Bauer’s answers? Zip. Nada. Zilch. While the veteran attorney ducked under a table with the president, Gibbs stalled publicly as long as he could — deferring inquiries about the allegations one week by claiming he had been “on the road” and had “not had a chance to delve into this,” and then admitting the next week that he had “not made any progress on that,” refusing the week after that to deny or admit the scheme, and then urging reporters to drop it because “whatever happened is in the past.”
But the laws governing such public corruption are still on the books. And unlike Gibbs, the U.S. code governing bribery, graft and conflicts of interest is rather straightforward: “Whoever solicits or receives … any … thing of value, in consideration of the promise of support or use of influence in obtaining for any person any appointive office or place under the United States, shall be fined under this title or imprisoned not more than one year, or both.”
Bauer is intimately familiar with electoral law, Barack Obama, ethics violations and government job-trading allegations. And he’s an old hand at keeping critics and inquisitors at bay.
A partner at the prestigious law firm Perkins Coie, Bauer served as counsel to the Democratic National Committee, the Democratic Senatorial Campaign Committee, the Democratic Congressional Campaign Committee and Obama for America. He also served as legal counsel to the George Soros-funded 527 organization America Coming Together during the 2004 campaign. That get-out-the-vote outfit, helmed by Patrick Gaspard (the former Service Employees International Union heavy turned Obama domestic policy chief), employed convicted felons as canvassers and committed campaign finance violations that led to a $775,000 fine by the Federal Election Commission under Bauer’s watch.
It was Bauer who lobbied the Justice Department unsuccessfully in 2008 to pursue a criminal probe of American Issues Project (AIP), an independent group that sought to run an ad spotlighting Obama’s ties to Weather Underground terrorist Bill Ayers. It was Bauer who attempted to sic the Justice Department on AIP funder Harold Simmons and who sought his prosecution for funding the ad. And it was Bauer who tried to bully television stations across the country to compel them to pull the spot. All on Obama’s behalf.

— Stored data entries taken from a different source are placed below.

//! Catalog categories.

use serde::de::Error as _;
use serde::{Deserialize, Deserializer, Serialize};

use super::id::CategoryId;
use super::image::Image;

const fn default_true() -> bool {
    true
}

/// A category reference as the API sends it: a bare id or an embedded object.
///
/// Populated objects may carry `_id`, `id`, or both.
#[derive(Deserialize)]
#[serde(untagged)]
enum CategoryRef {
    Id(String),
    Embedded {
        #[serde(default, rename = "_id")]
        mongo_id: Option<String>,
        #[serde(default)]
        id: Option<String>,
    },
}

impl CategoryRef {
    fn into_id(self) -> Option<CategoryId> {
        match self {
            Self::Id(id) => Some(CategoryId::new(id)),
            Self::Embedded { mongo_id, id } => mongo_id.or(id).map(CategoryId::new),
        }
    }
}

/// Deserialize a required category reference.
pub(crate) fn deserialize_category_ref<'de, D>(deserializer: D) -> Result<CategoryId, D::Error>
where
    D: Deserializer<'de>,
{
    CategoryRef::deserialize(deserializer)?
        .into_id()
        .ok_or_else(|| D::Error::custom("category reference has no id"))
}

/// Deserialize a nullable parent reference (`null`, id, or embedded object).
fn deserialize_parent_ref<'de, D>(deserializer: D) -> Result<Option<CategoryId>, D::Error>
where
    D: Deserializer<'de>,
{
    Ok(Option::<CategoryRef>::deserialize(deserializer)?.and_then(CategoryRef::into_id))
}

/// A product category.
///
/// The wildcard [`CategoryId::ALL`] is synthetic: it is never stored
/// upstream, always listed first, and cannot be deleted.
#[derive(Debug, Clone, PartialEq, Eq, Serialize, Deserialize)]
#[serde(rename_all = "camelCase")]
pub struct Category {
    #[serde(alias = "_id")]
    pub id: CategoryId,
    /// Internal name (slug-like).
    #[serde(default)]
    pub name: String,
    /// Name shown to shoppers. Locally stored categories call this `label`.
    #[serde(default, alias = "label")]
    pub display_name: String,
    #[serde(default, skip_serializing_if = "Option::is_none")]
    pub slug: Option<String>,
    #[serde(default, skip_serializing_if = "Option::is_none")]
    pub description: Option<String>,
    #[serde(default, skip_serializing_if = "Option::is_none")]
    pub image: Option<Image>,
    #[serde(default, skip_serializing_if = "Option::is_none")]
    pub icon: Option<String>,
    /// Parent category; `None` for top-level categories.
    #[serde(default, deserialize_with = "deserialize_parent_ref")]
    pub parent_category: Option<CategoryId>,
    /// Nesting depth, 0 for top-level.
    #[serde(default)]
    pub level: u32,
    /// Display order among siblings.
    #[serde(default)]
    pub order: i32,
    #[serde(default = "default_true")]
    pub is_active: bool,
    #[serde(default, skip_serializing_if = "Option::is_none")]
    pub product_count: Option<u32>,
    /// Child categories. Deeper nesting is kept but only one level is shown.
    #[serde(default, skip_serializing_if = "Vec::is_empty")]
    pub subcategories: Vec<Self>,
}

impl Category {
    /// A top-level category with only an id and display name.
    #[must_use]
    pub fn new(id: impl Into<CategoryId>, display_name: impl Into<String>) -> Self {
        let id = id.into();
        Self {
            name: id.as_str().to_owned(),
            id,
            display_name: display_name.into(),
            slug: None,
            description: None,
            image: None,
            icon: None,
            parent_category: None,
            level: 0,
            order: 0,
            is_active: true,
            product_count: None,
            subcategories: Vec::new(),
        }
    }

    /// The synthetic "All Products" wildcard category.
    #[must_use]
    pub fn all() -> Self {
        Self::new(CategoryId::all(), "All Products")
    }

    /// Whether this is the wildcard category.
    #[must_use]
    pub fn is_wildcard(&self) -> bool {
        self.id.is_all()
    }

    /// Whether the category has any child categories.
    #[must_use]
    pub fn has_children(&self) -> bool {
        !self.subcategories.is_empty()
    }

    /// Whether the category belongs in the top row of the category filter.
    #[must_use]
    pub fn is_top_level(&self) -> bool {
        self.has_children() || self.level == 0 || self.parent_category.is_none()
    }

    /// Best available label: display name, then internal name, then id.
    #[must_use]
    pub fn label(&self) -> &str {
        [self.display_name.as_str(), self.name.as_str()]
            .into_iter()
            .find(|s| !s.trim().is_empty())
            .unwrap_or_else(|| self.id.as_str())
    }
}

/// Payload for creating or updating a category.
#[derive(Debug, Clone, Default, PartialEq, Eq, Serialize, Deserialize)]
#[serde(rename_all = "camelCase")]
pub struct CategoryInput {
    pub name: String,
    pub display_name: String,
    #[serde(default, skip_serializing_if = "Option::is_none")]
    pub description: Option<String>,
    #[serde(default, skip_serializing_if = "Option::is_none")]
    pub image: Option<Image>,
    #[serde(default, skip_serializing_if = "Option::is_none")]
    pub icon: Option<String>,
    /// Parent id; serialized as `null` for top-level categories.
    #[serde(default)]
    pub parent_category: Option<CategoryId>,
    #[serde(default, skip_serializing_if = "Option::is_none")]
    pub level: Option<u32>,
    #[serde(default, skip_serializing_if = "Option::is_none")]
    pub order: Option<i32>,
    #[serde(default, skip_serializing_if = "Option::is_none")]
    pub is_active: Option<bool>,
}

/// Normalize free-form admin input into a category id: lowercase, with
/// runs of whitespace replaced by a single `-`.
#[must_use]
pub fn slugify(input: &str) -> String {
    input
        .split_whitespace()
        .map(str::to_lowercase)
        .collect::<Vec<_>>()
        .join("-")
}

#[cfg(test)]
#[allow(clippy::unwrap_used)]
mod tests {
    use serde_json::json;

    use super::*;

    #[test]
    fn test_deserialize_api_category_with_children() {
        let cat: Category = serde_json::from_value(json!({
            "_id": "665f",
            "name": "supplements",
            "displayName": "Supplements",
            "parentCategory": null,
            "level": 0,
            "order": 1,
            "isActive": true,
            "productCount": 12,
            "subcategories": [
                {"_id": "666a", "name": "protein", "displayName": "Protein",
                 "parentCategory": {"_id": "665f", "name": "supplements", "displayName": "Supplements"},
                 "level": 1}
            ]
        }))
        .unwrap();

        assert_eq!(cat.id.as_str(), "665f");
        assert!(cat.is_top_level());
        assert!(cat.has_children());

        let child = cat.subcategories.first().unwrap();
        assert_eq!(child.parent_category.as_ref().unwrap().as_str(), "665f");
        assert_eq!(child.level, 1);
        assert!(!child.is_top_level());
    }

    #[test]
    fn test_embedded_reference_with_both_ids() {
        let cat: Category = serde_json::from_value(json!({
            "id": "whey",
            "parentCategory": {"_id": "665f", "id": "665f", "name": "supplements"}
        }))
        .unwrap();
        assert_eq!(cat.parent_category, Some(CategoryId::from("665f")));
    }

    #[test]
    fn test_parent_as_plain_id() {
        let cat: Category = serde_json::from_value(json!({
            "id": "whey", "name": "whey", "parentCategory": "protein", "level": 1
        }))
        .unwrap();
        assert_eq!(cat.parent_category, Some(CategoryId::from("protein")));
    }

    #[test]
    fn test_local_label_alias() {
        let cat: Category =
            serde_json::from_value(json!({"id": "energy", "label": "Energy"})).unwrap();
        assert_eq!(cat.display_name, "Energy");
        assert_eq!(cat.label(), "Energy");
        assert!(cat.is_top_level());
    }

    #[test]
    fn test_wildcard() {
        let all = Category::all();
        assert!(all.is_wildcard());
        assert_eq!(all.label(), "All Products");
    }

    #[test]
    fn test_label_fallbacks() {
        let mut cat = Category::new("books", "");
        assert_eq!(cat.label(), "books");
        cat.name = String::new();
        assert_eq!(cat.label(), "books");
    }

    #[test]
    fn test_slugify() {
        assert_eq!(slugify("Weight  Management"), "weight-management");
        assert_eq!(slugify("  Home "), "home");
    }

    #[test]
    fn test_category_input_serializes_null_parent() {
        let input = CategoryInput {
            name: "energy".into(),
            display_name: "Energy".into(),
            ..CategoryInput::default()
        };
        let value = serde_json::to_value(&input).unwrap();
        assert_eq!(value.get("parentCategory"), Some(&serde_json::Value::Null));
        assert!(value.get("level").is_none());
    }
}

More significantly, Bauer has served as Obama’s personal attorney, navigating the corrupted waters of former Democratic Gov. Rod Blagojevich’s pay-for-play scandals in Illinois. Bauer accompanied Obama to an interview with federal investigators in Chicago. And he’s got his hands full fighting Blago’s motion to subpoena Obama in the Senate-seat-for-sale trial — a subpoena that included references to a secret phone call between Obama and Blagojevich; an allegation that Emanuel floated his own suggested replacement for Obama’s seat; an allegation that Obama told a “certain labor union official” that he would support (now-White House senior adviser) Valerie Jarrett to fill his old seat; and a bombshell allegation that Obama might have lied about conversations with convicted briber and fraudster Tony Rezko.
With not one, not two, but three Democrats (Sestak, Romanoff and Blagojevich) all implicating the agent of Hope and Change in dirty backroom schemes, “Trust Us” ain’t gonna cut it. Neither will “Shut Up and Go Away.”
What did Bob “The Silencer” Bauer know, when did he know it, and how long does the Most Transparent Administration Ever plan to play dodgeball with the public?